─── AVAILABLE DATA

//! Refund adjustment - records at most one outstanding refund on an order.
//!
//! A refund is bookkeeping on the order itself. It never reverses a payout and
//! never touches `remaining_amount`.

use super::{
    fields::parse_optional_amount,
    order::{Order, get_order},
};
use crate::{
    entities::{AmazonOrder, EbayOrder, Platform, RefundType, amazon_order, ebay_order},
    errors::{Error, Result},
};
use chrono::Utc;
use rust_decimal::Decimal;
use sea_orm::{prelude::*, sea_query::Expr};
use serde::Deserialize;
use std::str::FromStr;
use tracing::{info, instrument, warn};

/// Refund form as submitted by the presentation layer.
#[derive(Debug, Clone, Default, Deserialize)]
#[serde(default)]
pub struct RefundFields {
    /// FULL, PARTIAL, SHIPPING or TAX, any case
    #[serde(rename = "type")]
    pub refund_type: Option<String>,
    /// Refunded amount; a FULL refund may leave it blank
    pub amount: Option<String>,
}

/// A refund that passed validation against a specific order total.
#[derive(Debug, Clone, Copy, PartialEq, Eq)]
pub struct ValidatedRefund {
    /// Parsed refund type
    pub refund_type: RefundType,
    /// Amount within `0 < amount <= total`
    pub amount: Decimal,
}

/// Checks a refund form against the total of the order it targets.
///
/// A FULL refund defaults to the whole order total and must equal it.
///
/// # Errors
/// * `Error::MissingField` - no type, or no amount for a non-FULL refund
/// * `Error::InvalidField` - unknown type or non-numeric amount
/// * `Error::InvalidRefund` - amount outside `0 < amount <= total`, or a FULL
///   refund that is not the whole total
pub fn validate_refund(fields: &RefundFields, order_total: Decimal) -> Result<ValidatedRefund> {
    let raw_type = fields
        .refund_type
        .as_deref()
        .map(str::trim)
        .filter(|s| !s.is_empty())
        .ok_or(Error::MissingField { field: "type" })?;
    let refund_type = RefundType::from_str(raw_type).map_err(|reason| Error::InvalidField {
        field: "type",
        value: raw_type.to_string(),
        reason,
    })?;

    let amount = match (
        refund_type,
        parse_optional_amount("amount", fields.amount.as_deref())?,
    ) {
        (_, Some(amount)) => amount,
        (RefundType::Full, None) => order_total,
        (_, None) => return Err(Error::MissingField { field: "amount" }),
    };

    if amount <= Decimal::ZERO {
        return Err(Error::InvalidRefund {
            amount,
            order_total,
            reason: "amount must be positive".to_string(),
        });
    }
    if amount > order_total {
        return Err(Error::InvalidRefund {
            amount,
            order_total,
            reason: "amount exceeds the order total".to_string(),
        });
    }
    if refund_type == RefundType::Full && amount != order_total {
        return Err(Error::InvalidRefund {
            amount,
            order_total,
            reason: "a full refund must cover the whole order total".to_string(),
        });
    }

    Ok(ValidatedRefund {
        refund_type,
        amount,
    })
}

/// Writes a validated refund, conditional on the order still being at
/// `read_version` and carrying no refund.
///
/// # Errors
/// * `Error::RefundAlreadyRecorded` - a refund landed since the order was read
/// * `Error::ConcurrentModification` - the order changed in some other way
/// * `Error::OrderNotFound` - the order was deleted
async fn write_refund<C>(
    db: &C,
    platform: Platform,
    order_id: i64,
    read_version: i32,
    refund: &ValidatedRefund,
) -> Result<()>
where
    C: ConnectionTrait,
{
    let now = Utc::now();
    let rows_affected = match platform {
        Platform::Amazon => {
            AmazonOrder::update_many()
                .col_expr(
                    amazon_order::Column::RefundType,
                    Expr::value(refund.refund_type.as_str()),
                )
                .col_expr(
                    amazon_order::Column::RefundAmount,
                    Expr::value(refund.amount),
                )
                .col_expr(
                    amazon_order::Column::Version,
                    Expr::col(amazon_order::Column::Version).add(1),
                )
                .col_expr(amazon_order::Column::UpdatedAt, Expr::value(now))
                .filter(amazon_order::Column::Id.eq(order_id))
                .filter(amazon_order::Column::Version.eq(read_version))
                .filter(amazon_order::Column::RefundType.is_null())
                .exec(db)
                .await?
                .rows_affected
        }
        Platform::Ebay => {
            EbayOrder::update_many()
                .col_expr(
                    ebay_order::Column::RefundType,
                    Expr::value(refund.refund_type.as_str()),
                )
                .col_expr(ebay_order::Column::RefundAmount, Expr::value(refund.amount))
                .col_expr(
                    ebay_order::Column::Version,
                    Expr::col(ebay_order::Column::Version).add(1),
                )
                .col_expr(ebay_order::Column::UpdatedAt, Expr::value(now))
                .filter(ebay_order::Column::Id.eq(order_id))
                .filter(ebay_order::Column::Version.eq(read_version))
                .filter(ebay_order::Column::RefundType.is_null())
                .exec(db)
                .await?
                .rows_affected
        }
    };
    if rows_affected > 0 {
        return Ok(());
    }

    let refund_present = match platform {
        Platform::Amazon => AmazonOrder::find_by_id(order_id)
            .one(db)
            .await?
            .map(|o| o.refund_type.is_some()),
        Platform::Ebay => EbayOrder::find_by_id(order_id)
            .one(db)
            .await?
            .map(|o| o.refund_type.is_some()),
    };
    match refund_present {
        Some(true) => Err(Error::RefundAlreadyRecorded { platform, order_id }),
        Some(false) => Err(Error::ConcurrentModification { platform, order_id }),
        None => Err(Error::OrderNotFound { platform, order_id }),
    }
}

/// Records a refund on an order.
///
/// The amount is checked against the total that was read, and the write only
/// lands if the order is still at that version, so neither a second refund nor
/// a lowered total can slip in between.
///
/// # Errors
/// * `Error::OrderNotFound` - the order does not exist
/// * `Error::RefundAlreadyRecorded` - the order already carries a refund
/// * `Error::ConcurrentModification` - the order changed while the refund was applied
/// * any validation error from [`validate_refund`]
#[instrument(skip(db, fields))]
pub async fn apply_refund(
    db: &DatabaseConnection,
    platform: Platform,
    order_id: i64,
    fields: &RefundFields,
) -> Result<Order> {
    let order = get_order(db, platform, order_id)
        .await?
        .ok_or(Error::OrderNotFound { platform, order_id })?;
    if order.refund().is_some() {
        warn!("{} order {} already carries a refund", platform, order_id);
        return Err(Error::RefundAlreadyRecorded { platform, order_id });
    }

    let refund = validate_refund(fields, order.total())?;
    write_refund(
        db,
        platform,
        order_id,
        order.payment_state().version,
        &refund,
    )
    .await?;

    info!(
        "Recorded {} refund of {} on {} order {}",
        refund.refund_type, refund.amount, platform, order_id
    );
    get_order(db, platform, order_id)
        .await?
        .ok_or(Error::OrderNotFound { platform, order_id })
}

/// Removes the outstanding refund from an order. Clearing an order without a
/// refund is a no-op.
///
/// # Errors
/// Returns `Error::OrderNotFound` if the order does not exist.
#[instrument(skip(db))]
pub async fn clear_refund(
    db: &DatabaseConnection,
    platform: Platform,
    order_id: i64,
) -> Result<Order> {
    let order = get_order(db, platform, order_id)
        .await?
        .ok_or(Error::OrderNotFound { platform, order_id })?;
    if order.refund().is_none() {
        return Ok(order);
    }

    let now = Utc::now();
    match platform {
        Platform::Amazon => {
            AmazonOrder::update_many()
                .col_expr(
                    amazon_order::Column::RefundType,
                    Expr::value(Option::<String>::None),
                )
                .col_expr(
                    amazon_order::Column::RefundAmount,
                    Expr::value(Option::<Decimal>::None),
                )
                .col_expr(
                    amazon_order::Column::Version,
                    Expr::col(amazon_order::Column::Version).add(1),
                )
                .col_expr(amazon_order::Column::UpdatedAt, Expr::value(now))
                .filter(amazon_order::Column::Id.eq(order_id))
                .exec(db)
                .await?;
        }
        Platform::Ebay => {
            EbayOrder::update_many()
                .col_expr(
                    ebay_order::Column::RefundType,
                    Expr::value(Option::<String>::None),
                )
                .col_expr(
                    ebay_order::Column::RefundAmount,
                    Expr::value(Option::<Decimal>::None),
                )
                .col_expr(
                    ebay_order::Column::Version,
                    Expr::col(ebay_order::Column::Version).add(1),
                )
                .col_expr(ebay_order::Column::UpdatedAt, Expr::value(now))
                .filter(ebay_order::Column::Id.eq(order_id))
                .exec(db)
                .await?;
        }
    }

    info!("Cleared refund on {} order {}", platform, order_id);
    get_order(db, platform, order_id)
        .await?
        .ok_or(Error::OrderNotFound { platform, order_id })
}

──────

TASK TO CARRY OUT
Every line of the material that includes the word "derive" needs to be copied.

EXERCISE SOLUTION
#[derive(Debug, Clone, Default, Deserialize)]
#[derive(Debug, Clone, Copy, PartialEq, Eq)]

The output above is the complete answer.